At the very beginning of the film, Jared Vennett (Ryan Gosling), in narration, puts it to the audience that they still probably don’t understand exactly what happened during the Global Financial Crisis (GFC) of 2007-08, or what caused it. To a large extent, he’s right. Especially here in Australia, where we were mostly shielded from some of the worst effects of it, the majority of people likely have little grasp of the corruption and immorality that went on in some of the world’s largest financial institutions during the early-to-mid-2000s that caused it to happen, this reviewer included. The Big Short aims to correct that.
The Big Short follows three different, parallel stories about groups of people who were able to see the impending financial collapse, and ultimately profited from it by betting against the US housing market (or ‘shorting’ it, hence the title), correctly predicting that it would fail due to its farcical reliance on high-risk sub-prime mortgages. You’d be forgiven for thinking that sounds boring, and, on paper, it is, which is probably part of the reason why many never bothered to really try and understand the GFC. The genius of the film is the fact that they have been able to take this relatively dull premise and turn it into utterly compelling cinema.

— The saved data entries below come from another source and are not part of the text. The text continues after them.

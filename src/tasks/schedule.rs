//! Fixed UTC cron table for periodic jobs.

use time::macros::time;
use time::{Duration, PrimitiveDateTime, Time, Weekday};

use crate::core::time::{format_primitive, month_start, shift_month};
use crate::db::types::JobKind;

#[derive(Debug, Clone, Copy, PartialEq, Eq)]
pub(crate) enum Cadence {
    Daily,
    /// First day of every month.
    Monthly,
    Weekly(Weekday),
}

#[derive(Debug, Clone, Copy, PartialEq, Eq)]
pub(crate) struct ScheduleEntry {
    pub(crate) kind: JobKind,
    pub(crate) cadence: Cadence,
    pub(crate) at: Time,
}

pub(crate) const SCHEDULE: [ScheduleEntry; 3] = [
    ScheduleEntry { kind: JobKind::DailyReminders, cadence: Cadence::Daily, at: time!(18:00) },
    ScheduleEntry { kind: JobKind::MonthlyReports, cadence: Cadence::Monthly, at: time!(09:00) },
    ScheduleEntry {
        kind: JobKind::Cleanup,
        cadence: Cadence::Weekly(Weekday::Monday),
        at: time!(02:00),
    },
];

impl ScheduleEntry {
    /// The first fire time strictly after `now`.
    pub(crate) fn next_after(&self, now: PrimitiveDateTime) -> PrimitiveDateTime {
        match self.cadence {
            Cadence::Daily => {
                let today = PrimitiveDateTime::new(now.date(), self.at);
                if today > now {
                    today
                } else {
                    today.saturating_add(Duration::days(1))
                }
            }
            Cadence::Weekly(weekday) => {
                let ahead = (i64::from(weekday.number_days_from_monday())
                    - i64::from(now.weekday().number_days_from_monday()))
                .rem_euclid(7);
                let candidate = PrimitiveDateTime::new(now.date(), self.at)
                    .saturating_add(Duration::days(ahead));
                if candidate > now {
                    candidate
                } else {
                    candidate.saturating_add(Duration::weeks(1))
                }
            }
            Cadence::Monthly => {
                let this_month = PrimitiveDateTime::new(month_start(now).date(), self.at);
                if this_month > now {
                    this_month
                } else {
                    PrimitiveDateTime::new(shift_month(now, 1).date(), self.at)
                }
            }
        }
    }

    /// Unique per slot so concurrent schedulers enqueue a slot at most once.
    pub(crate) fn dedupe_key(&self, fire_at: PrimitiveDateTime) -> String {
        format!("{}:{}", self.kind.as_str(), format_primitive(fire_at))
    }
}

#[cfg(test)]
mod tests {
    use super::*;
    use time::macros::datetime;

    fn entry(kind: JobKind) -> ScheduleEntry {
        SCHEDULE.into_iter().find(|entry| entry.kind == kind).expect("scheduled")
    }

    #[test]
    fn daily_reminders_fire_at_six_pm() {
        let reminders = entry(JobKind::DailyReminders);

        assert_eq!(reminders.next_after(datetime!(2025-03-10 09:00)), datetime!(2025-03-10 18:00));
        assert_eq!(reminders.next_after(datetime!(2025-03-10 18:00)), datetime!(2025-03-11 18:00));
        assert_eq!(reminders.next_after(datetime!(2024-12-31 19:00)), datetime!(2025-01-01 18:00));
        assert_eq!(reminders.next_after(datetime!(2024-02-28 20:00)), datetime!(2024-02-29 18:00));
    }

    #[test]
    fn monthly_reports_fire_on_the_first() {
        let reports = entry(JobKind::MonthlyReports);

        assert_eq!(reports.next_after(datetime!(2025-03-01 08:59)), datetime!(2025-03-01 09:00));
        assert_eq!(reports.next_after(datetime!(2025-03-01 09:00)), datetime!(2025-04-01 09:00));
        assert_eq!(reports.next_after(datetime!(2025-12-15 00:00)), datetime!(2026-01-01 09:00));
    }

    #[test]
    fn cleanup_fires_monday_morning() {
        let cleanup = entry(JobKind::Cleanup);

        // 2025-03-10 is a Monday.
        assert_eq!(cleanup.next_after(datetime!(2025-03-10 01:00)), datetime!(2025-03-10 02:00));
        assert_eq!(cleanup.next_after(datetime!(2025-03-10 02:00)), datetime!(2025-03-17 02:00));
        assert_eq!(cleanup.next_after(datetime!(2025-03-12 12:00)), datetime!(2025-03-17 02:00));
        assert_eq!(cleanup.next_after(datetime!(2025-12-30 12:00)), datetime!(2026-01-05 02:00));
    }

    #[test]
    fn dedupe_key_names_kind_and_slot() {
        let reminders = entry(JobKind::DailyReminders);
        assert_eq!(
            reminders.dedupe_key(datetime!(2025-03-10 18:00)),
            "daily_reminders:2025-03-10T18:00:00Z"
        );
    }
}
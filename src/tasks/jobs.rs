//! Job bodies and the run wrapper that records their terminal state.

use std::time::{Duration, SystemTime};

use anyhow::{Context, Result};
use serde_json::{json, Value};
use sqlx::PgPool;
use time::PrimitiveDateTime;

use crate::core::state::AppState;
use crate::core::time::{month_label, primitive_now_utc};
use crate::db::models::Job;
use crate::db::types::{JobKind, JobState};
use crate::repositories::{jobs, quizzes, reports, scores, users};
use crate::services::exports;
use crate::services::notifier::Attachment;
use crate::services::reporting;

const TIME_LIMIT_EXCEEDED: &str = "time limit exceeded";

/// Inserts a pending job. `None` means the dedupe key was already taken.
pub(crate) async fn enqueue(
    pool: &PgPool,
    kind: JobKind,
    payload: Value,
    requested_by: Option<&str>,
    dedupe_key: Option<&str>,
) -> Result<Option<Job>, sqlx::Error> {
    let id = uuid::Uuid::new_v4().to_string();
    let job = jobs::enqueue(
        pool,
        jobs::EnqueueJob {
            id: &id,
            kind,
            payload,
            requested_by,
            dedupe_key,
            created_at: primitive_now_utc(),
        },
    )
    .await?;

    if job.is_some() {
        tracing::info!(job_id = %id, kind = kind.as_str(), "Job enqueued");
    }
    Ok(job)
}

/// Runs a claimed job under the configured time limit and stores the outcome.
pub(crate) async fn execute(state: &AppState, job: Job) {
    let limit = state.settings().jobs().time_limit();
    let started = std::time::Instant::now();
    tracing::info!(job_id = %job.id, kind = job.kind.as_str(), "Job started");

    let outcome = match tokio::time::timeout(limit, dispatch(state, &job)).await {
        Ok(Ok(result)) => Ok(result),
        Ok(Err(err)) => Err(format!("{err:#}")),
        Err(_) => Err(TIME_LIMIT_EXCEEDED.to_string()),
    };

    let now = primitive_now_utc();
    let (state_label, stored) = match outcome {
        Ok(result) => {
            (JobState::Success, jobs::mark_success(state.db(), &job.id, result, now).await)
        }
        Err(message) => {
            tracing::error!(job_id = %job.id, kind = job.kind.as_str(), error = %message, "Job failed");
            (JobState::Failure, jobs::mark_failure(state.db(), &job.id, &message, now).await)
        }
    };

    if let Err(err) = stored {
        tracing::error!(job_id = %job.id, error = %err, "Failed to record job outcome");
    }

    metrics::counter!(
        "jobs_total",
        "kind" => job.kind.as_str(),
        "status" => state_label.as_str()
    )
    .increment(1);
    tracing::info!(
        job_id = %job.id,
        kind = job.kind.as_str(),
        state = state_label.as_str(),
        elapsed_ms = started.elapsed().as_millis() as u64,
        "Job finished"
    );
}

async fn dispatch(state: &AppState, job: &Job) -> Result<Value> {
    match job.kind {
        JobKind::DailyReminders => daily_reminders(state).await,
        JobKind::MonthlyReports => monthly_reports(state).await,
        JobKind::ExportUserCsv => export_user_csv(state, job).await,
        JobKind::ExportAdminCsv => export_admin_csv(state, job).await,
        JobKind::Cleanup => cleanup(state).await,
    }
}

async fn report_progress(state: &AppState, job: &Job, progress: i32, message: &str) {
    if let Err(err) = jobs::update_progress(state.db(), &job.id, progress, message).await {
        tracing::warn!(job_id = %job.id, error = %err, "Failed to update job progress");
    }
}

async fn daily_reminders(state: &AppState) -> Result<Value> {
    let students =
        users::list_active_students(state.db()).await.context("Failed to load students")?;
    let now = primitive_now_utc();
    let app_url = &state.settings().api().app_base_url;
    let mut sent = 0;

    for user in &students {
        let last_attempt = scores::last_attempt_at(state.db(), &user.id)
            .await
            .context("Failed to load last attempt")?;
        let new_quizzes = match last_attempt {
            Some(since) => quizzes::active_titles_created_after(state.db(), Some(since))
                .await
                .context("Failed to load new quizzes")?
                .len(),
            None => 0,
        };

        let Some(reason) = reporting::reminder_reason(last_attempt, new_quizzes, now) else {
            continue;
        };

        let html = reporting::reminder_email(&user.full_name, &reason, app_url);
        match state
            .notifier()
            .send_email(&user.email, "Quiz Master - Daily Reminder", &html, None)
            .await
        {
            Ok(true) => sent += 1,
            Ok(false) => {}
            Err(err) => tracing::warn!(user_id = %user.id, error = %err, "Reminder email failed"),
        }

        let text = reporting::reminder_chat(&user.full_name, &reason);
        if let Err(err) = state.notifier().send_chat(&text).await {
            tracing::warn!(user_id = %user.id, error = %err, "Reminder chat message failed");
        }
    }

    tracing::info!(reminders_sent = sent, users_checked = students.len(), "Daily reminders done");
    Ok(json!({ "reminders_sent": sent, "users_checked": students.len() }))
}

async fn monthly_reports(state: &AppState) -> Result<Value> {
    let (start, end) = reporting::previous_month_window(primitive_now_utc());
    let month = month_label(start);

    let attempts = reports::attempts_between(state.db(), start, end)
        .await
        .context("Failed to load monthly attempts")?;
    let built = reporting::build_monthly_reports(&attempts);
    let students =
        users::list_active_students(state.db()).await.context("Failed to load students")?;
    let app_url = &state.settings().api().app_base_url;
    let subject = format!("Quiz Master - Monthly Report for {month}");
    let mut sent = 0;

    for user in students {
        let Some(report) = built.get(&user.id) else {
            continue;
        };

        let html = reporting::render_monthly_report(&user.full_name, &month, report, app_url);
        match state.notifier().send_email(&user.email, &subject, &html, None).await {
            Ok(true) => sent += 1,
            Ok(false) => {}
            Err(err) => {
                tracing::warn!(user_id = %user.id, error = %err, "Monthly report email failed")
            }
        }
    }

    Ok(json!({ "reports_sent": sent, "month": month }))
}

fn download_url(state: &AppState, filename: &str) -> String {
    let api = state.settings().api();
    format!(
        "{}{}/export/download/{}",
        api.app_base_url.trim_end_matches('/'),
        api.api_prefix,
        filename
    )
}

struct ExportFile {
    filename: String,
    bytes: Vec<u8>,
    rows: usize,
}

async fn finish_export(state: &AppState, job: &Job, file: ExportFile, notify: Option<&str>) -> Result<Value> {
    report_progress(state, job, 80, "Writing file").await;
    exports::write_export(&state.settings().exports().dir, &file.filename, &file.bytes)
        .await
        .context("Failed to write export file")?;

    let url = download_url(state, &file.filename);
    if let Some(email) = notify {
        let attachment = Attachment {
            filename: file.filename.clone(),
            content_type: "text/csv",
            bytes: file.bytes.clone(),
        };
        let html = format!(
            "<html><body><p>Your CSV export is ready ({} rows).</p>\
             <p><a href=\"{url}\">Download</a></p></body></html>",
            file.rows
        );
        if let Err(err) = state
            .notifier()
            .send_email(email, "Quiz Master - Export Ready", &html, Some(&attachment))
            .await
        {
            tracing::warn!(job_id = %job.id, error = %err, "Export notification failed");
        }
    }

    Ok(json!({
        "filename": file.filename,
        "rows": file.rows,
        "download_url": url,
        "sha256": exports::checksum(&file.bytes),
    }))
}

async fn requester_email(state: &AppState, job: &Job) -> Result<Option<String>> {
    let Some(user_id) = job.requested_by.as_deref() else {
        return Ok(None);
    };
    let user = users::find_by_id(state.db(), user_id).await.context("Failed to load requester")?;
    Ok(user.map(|user| user.email))
}

async fn export_user_csv(state: &AppState, job: &Job) -> Result<Value> {
    let user_id = job
        .payload
        .0
        .get("user_id")
        .and_then(Value::as_str)
        .context("Export payload is missing user_id")?
        .to_string();

    report_progress(state, job, 10, "Loading quiz history").await;
    let rows =
        reports::user_export_rows(state.db(), &user_id).await.context("Failed to load scores")?;

    report_progress(state, job, 50, "Rendering CSV").await;
    let file = ExportFile {
        filename: exports::user_export_filename(&user_id, &job.id, primitive_now_utc()),
        bytes: exports::render_user_csv(&rows)?,
        rows: rows.len(),
    };

    let email = requester_email(state, job).await?;
    finish_export(state, job, file, email.as_deref()).await
}

async fn export_admin_csv(state: &AppState, job: &Job) -> Result<Value> {
    report_progress(state, job, 10, "Loading users").await;
    let rows = reports::user_summary_rows(state.db()).await.context("Failed to load users")?;

    report_progress(state, job, 50, "Rendering CSV").await;
    let file = ExportFile {
        filename: exports::admin_export_filename(&job.id, primitive_now_utc()),
        bytes: exports::render_admin_csv(&rows)?,
        rows: rows.len(),
    };

    let email = requester_email(state, job).await?;
    finish_export(state, job, file, email.as_deref()).await
}

fn days_before(now: PrimitiveDateTime, days: u64) -> PrimitiveDateTime {
    now.saturating_sub(time::Duration::days(days as i64))
}

async fn cleanup(state: &AppState) -> Result<Value> {
    let settings = state.settings();
    let now = primitive_now_utc();

    let retention = Duration::from_secs(settings.exports().retention_days * 24 * 60 * 60);
    let cutoff = SystemTime::now().checked_sub(retention).unwrap_or(SystemTime::UNIX_EPOCH);
    let files_removed = exports::remove_older_than(&settings.exports().dir, cutoff)
        .await
        .context("Failed to remove old exports")?;

    let jobs_removed =
        jobs::delete_finished_before(state.db(), days_before(now, settings.jobs().finished_retention_days))
            .await
            .context("Failed to delete finished jobs")?;

    let stale_after = time::Duration::seconds((settings.jobs().time_limit_seconds * 2) as i64);
    let stale_failed = jobs::fail_stale(state.db(), now.saturating_sub(stale_after), now)
        .await
        .context("Failed to fail stale jobs")?;

    tracing::info!(files_removed, jobs_removed, stale_failed, "Cleanup done");
    Ok(json!({
        "files_removed": files_removed,
        "jobs_removed": jobs_removed,
        "stale_jobs_failed": stale_failed,
    }))
}

#[cfg(test)]
mod tests {
    use super::*;
    use crate::test_support;

    #[tokio::test]
    async fn dedupe_key_blocks_a_second_enqueue() {
        let Some(ctx) = test_support::setup_test_context().await else {
            return;
        };
        let pool = ctx.state.db();

        let first = enqueue(pool, JobKind::Cleanup, json!({}), None, Some("cleanup:slot"))
            .await
            .unwrap();
        let second = enqueue(pool, JobKind::Cleanup, json!({}), None, Some("cleanup:slot"))
            .await
            .unwrap();

        assert!(first.is_some());
        assert!(second.is_none());
    }

    #[tokio::test]
    async fn claimed_export_job_succeeds_with_file() {
        let Some(ctx) = test_support::setup_test_context().await else {
            return;
        };
        let student = test_support::insert_user(&ctx.state, "amy", "amy@test.io").await;

        let job = enqueue(
            ctx.state.db(),
            JobKind::ExportUserCsv,
            json!({ "user_id": student.id }),
            Some(&student.id),
            None,
        )
        .await
        .unwrap()
        .unwrap();

        let claimed = jobs::claim_next(ctx.state.db(), primitive_now_utc()).await.unwrap().unwrap();
        assert_eq!(claimed.id, job.id);
        assert_eq!(claimed.state, JobState::Progress);
        assert!(jobs::claim_next(ctx.state.db(), primitive_now_utc()).await.unwrap().is_none());

        execute(&ctx.state, claimed).await;

        let done = jobs::find_by_id(ctx.state.db(), &job.id).await.unwrap().unwrap();
        assert_eq!(done.state, JobState::Success);
        assert_eq!(done.progress, 100);
        let result = done.result.expect("result").0;
        assert_eq!(result["rows"], 0);

        let filename = result["filename"].as_str().unwrap();
        let path = ctx.state.settings().exports().dir.join(filename);
        let content = tokio::fs::read_to_string(&path).await.unwrap();
        assert!(content.starts_with("quiz_id,quiz_title"));
        assert_eq!(
            jobs::export_owner(ctx.state.db(), filename).await.unwrap(),
            Some(Some(student.id.clone()))
        );
    }

    #[tokio::test]
    async fn export_without_user_fails_terminally() {
        let Some(ctx) = test_support::setup_test_context().await else {
            return;
        };

        let job = enqueue(ctx.state.db(), JobKind::ExportUserCsv, json!({}), None, None)
            .await
            .unwrap()
            .unwrap();
        let claimed = jobs::claim_next(ctx.state.db(), primitive_now_utc()).await.unwrap().unwrap();
        execute(&ctx.state, claimed).await;

        let failed = jobs::find_by_id(ctx.state.db(), &job.id).await.unwrap().unwrap();
        assert_eq!(failed.state, JobState::Failure);
        assert!(failed.error.unwrap().contains("user_id"));
        assert!(failed.finished_at.is_some());
    }
}
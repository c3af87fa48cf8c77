use sqlx::{PgExecutor, PgPool, Postgres, QueryBuilder};
use time::{Date, PrimitiveDateTime};

use crate::db::models::Quiz;

pub(crate) const COLUMNS: &str = "\
    q.id, q.chapter_id, c.name AS chapter_name, c.subject_id, s.name AS subject_name, \
    q.title, q.date_of_quiz, q.time_duration, q.remarks, q.is_active, \
    (SELECT COUNT(*) FROM questions qs WHERE qs.quiz_id = q.id) AS question_count, \
    (SELECT COALESCE(SUM(qs.marks), 0) FROM questions qs WHERE qs.quiz_id = q.id)::BIGINT AS total_marks, \
    q.created_at, q.updated_at";

pub(crate) const FROM: &str = "FROM quizzes q \
    JOIN chapters c ON c.id = q.chapter_id \
    JOIN subjects s ON s.id = c.subject_id";

pub(crate) async fn find_by_id(
    executor: impl PgExecutor<'_>,
    id: &str,
) -> Result<Option<Quiz>, sqlx::Error> {
    sqlx::query_as::<_, Quiz>(&format!("SELECT {COLUMNS} {FROM} WHERE q.id = $1"))
        .bind(id)
        .fetch_optional(executor)
        .await
}

pub(crate) async fn exists(pool: &PgPool, id: &str) -> Result<bool, sqlx::Error> {
    sqlx::query_scalar::<_, bool>("SELECT EXISTS (SELECT 1 FROM quizzes WHERE id = $1)")
        .bind(id)
        .fetch_one(pool)
        .await
}

#[derive(Debug, Default)]
pub(crate) struct QuizFilter<'a> {
    pub(crate) search: Option<&'a str>,
    pub(crate) chapter_id: Option<&'a str>,
    pub(crate) is_active: Option<bool>,
}

pub(crate) async fn list(pool: &PgPool, filter: QuizFilter<'_>) -> Result<Vec<Quiz>, sqlx::Error> {
    let mut builder = QueryBuilder::<Postgres>::new(format!("SELECT {COLUMNS} {FROM} WHERE TRUE"));

    if let Some(chapter_id) = filter.chapter_id {
        builder.push(" AND q.chapter_id = ");
        builder.push_bind(chapter_id.to_string());
    }
    if let Some(is_active) = filter.is_active {
        builder.push(" AND q.is_active = ");
        builder.push_bind(is_active);
    }
    if let Some(search) = filter.search {
        let pattern = format!("%{}%", search.trim());
        builder.push(" AND (q.title ILIKE ");
        builder.push_bind(pattern.clone());
        builder.push(" OR q.remarks ILIKE ");
        builder.push_bind(pattern);
        builder.push(")");
    }

    builder.push(" ORDER BY q.date_of_quiz DESC, q.title");
    builder.build_query_as::<Quiz>().fetch_all(pool).await
}

pub(crate) struct CreateQuiz<'a> {
    pub(crate) id: &'a str,
    pub(crate) chapter_id: &'a str,
    pub(crate) title: &'a str,
    pub(crate) date_of_quiz: Date,
    pub(crate) time_duration: &'a str,
    pub(crate) remarks: &'a str,
    pub(crate) is_active: bool,
    pub(crate) created_at: PrimitiveDateTime,
}

pub(crate) async fn create(pool: &PgPool, params: CreateQuiz<'_>) -> Result<(), sqlx::Error> {
    sqlx::query(
        "INSERT INTO quizzes (
            id, chapter_id, title, date_of_quiz, time_duration, remarks, is_active,
            created_at, updated_at
        ) VALUES ($1, $2, $3, $4, $5, $6, $7, $8, $8)",
    )
    .bind(params.id)
    .bind(params.chapter_id)
    .bind(params.title)
    .bind(params.date_of_quiz)
    .bind(params.time_duration)
    .bind(params.remarks)
    .bind(params.is_active)
    .bind(params.created_at)
    .execute(pool)
    .await?;
    Ok(())
}

pub(crate) struct UpdateQuiz<'a> {
    pub(crate) chapter_id: Option<&'a str>,
    pub(crate) title: Option<&'a str>,
    pub(crate) date_of_quiz: Option<Date>,
    pub(crate) time_duration: Option<&'a str>,
    pub(crate) remarks: Option<&'a str>,
    pub(crate) is_active: Option<bool>,
    pub(crate) updated_at: PrimitiveDateTime,
}

pub(crate) async fn update(
    pool: &PgPool,
    id: &str,
    params: UpdateQuiz<'_>,
) -> Result<u64, sqlx::Error> {
    let result = sqlx::query(
        "UPDATE quizzes SET
            chapter_id = COALESCE($1, chapter_id),
            title = COALESCE($2, title),
            date_of_quiz = COALESCE($3, date_of_quiz),
            time_duration = COALESCE($4, time_duration),
            remarks = COALESCE($5, remarks),
            is_active = COALESCE($6, is_active),
            updated_at = $7
         WHERE id = $8",
    )
    .bind(params.chapter_id)
    .bind(params.title)
    .bind(params.date_of_quiz)
    .bind(params.time_duration)
    .bind(params.remarks)
    .bind(params.is_active)
    .bind(params.updated_at)
    .bind(id)
    .execute(pool)
    .await?;
    Ok(result.rows_affected())
}

pub(crate) async fn delete(pool: &PgPool, id: &str) -> Result<u64, sqlx::Error> {
    let result = sqlx::query("DELETE FROM quizzes WHERE id = $1").bind(id).execute(pool).await?;
    Ok(result.rows_affected())
}

/// Titles of active quizzes created after `since`, newest first.
pub(crate) async fn active_titles_created_after(
    pool: &PgPool,
    since: Option<PrimitiveDateTime>,
) -> Result<Vec<String>, sqlx::Error> {
    sqlx::query_scalar::<_, String>(
        "SELECT title FROM quizzes
         WHERE is_active AND ($1::TIMESTAMP IS NULL OR created_at > $1)
         ORDER BY created_at DESC",
    )
    .bind(since)
    .fetch_all(pool)
    .await
}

Director Adam McKay is far from the person you’d picture working on this kind of film. With a resume including Anchorman, Talladega Nights and Step Brothers, McKay is one of the last people you’d think to entrust with a damning piece on the failure of the American financial system. However, it turns out that McKay’s irreverence is exactly what a film like this needed to engage an audience that is far removed from the world that The Big Short explores.
The Big Short could easily get bogged down in jargon or the technicalities of the financial industry, and drag viewers down with it. Instead, McKay employs a series of outside-the-box tricks to ensure its intricacies don’t merely go over the viewer’s head. Not sure what a sub-prime mortgage is? Here’s a cutaway to Margot Robbie in a bubble bath to explain it for you. Questioning whether some of this happened in real life? Here’s a break of the fourth wall to explain the reality of the scene.
And that’s part of what makes it work so well. Where many other directors would’ve adapted the book this is taken from with a deathly seriously tone, McKay’s refusal to put the industry on a pedestal, and desire to simplify it and expose the darker sides of humanity behind the financial world by often treating it with ridicule is exactly what’s required. This approach further plays into the greed and stupidity that the plot illustrates so explicitly.
The characters that exploit this greed and stupidity are played almost to perfection. The absolute standout in this film is Steve Carell, who plays hedge fund manager Mark Baum. Angry and disillusioned with the world he finds himself caught up in, it is primarily through Carell’s character that the audience is shown the true depths that the financial industry went to during this period. The moment when he realises the extent of the apathy of the banks about their actions, his sadness, fury, and loss of hope in humanity is palpable, even as the character keeps himself contained and relatively civil. Carell continues to demonstrate just how broad his dramatic talents are, following up from 2014’s critically-acclaimed Foxcatcher, and shows that the man behind such modern comedy icons as Brick Tamland and Michael Scott might just have a lot more to him than many appreciated.
That’s not to detract from the rest of the cast, with Christian Bale in particular shining. Playing the socially inept Michael Burry, the first to predict the collapse, Bale is able to do so much with so little, most notably in a scene where he turns a drum practice into a primal venting of his frustration with a fraudulent system.
Arguably the only issue with the film is a soundtrack that occasionally misses the mark, and might have benefited from making a solid choice of either sticking to a genre or sticking to the time period. There’s a Guns N’ Roses track that feels particularly out of place, and might be the only time in the entire film that you’re pulled from what’s in front of you, but Nicholas Britell’s score is good enough that it largely covers any issues that might exist.
Adding to this, the film looks amazing, with some great cinematographic work from veteran Barry Ackroyd (The Hurt Locker, Captain Phillips). Note in particular the change in colour schemes from location-to-location. Where Wall St is very drab and deliberately muted, when they go to Las Vegas and Florida, everything seems more alive and bright, really highlighting the difference of the world that the bankers are in to the rest of the country.
The real mark of this film though ends up being how humanising it is, and its take-home message of the importance thereof. For all its irreverence and humour, the film serves to be an at times brutal reminder of the real-life implications for average, working people of the GFC. It also shows how many of those responsible at the time weren’t some mysterious, evil force out to hurt people, but acting in self-interest, blinded by their own good fortune to see or appreciate the wider repercussions of their actions. The film sums itself up perfectly with an on-screen quote partway through, attributed to an anonymous person at a Washington D.C. bar:
“Truth is like poetry. And most people fucking hate poetry.”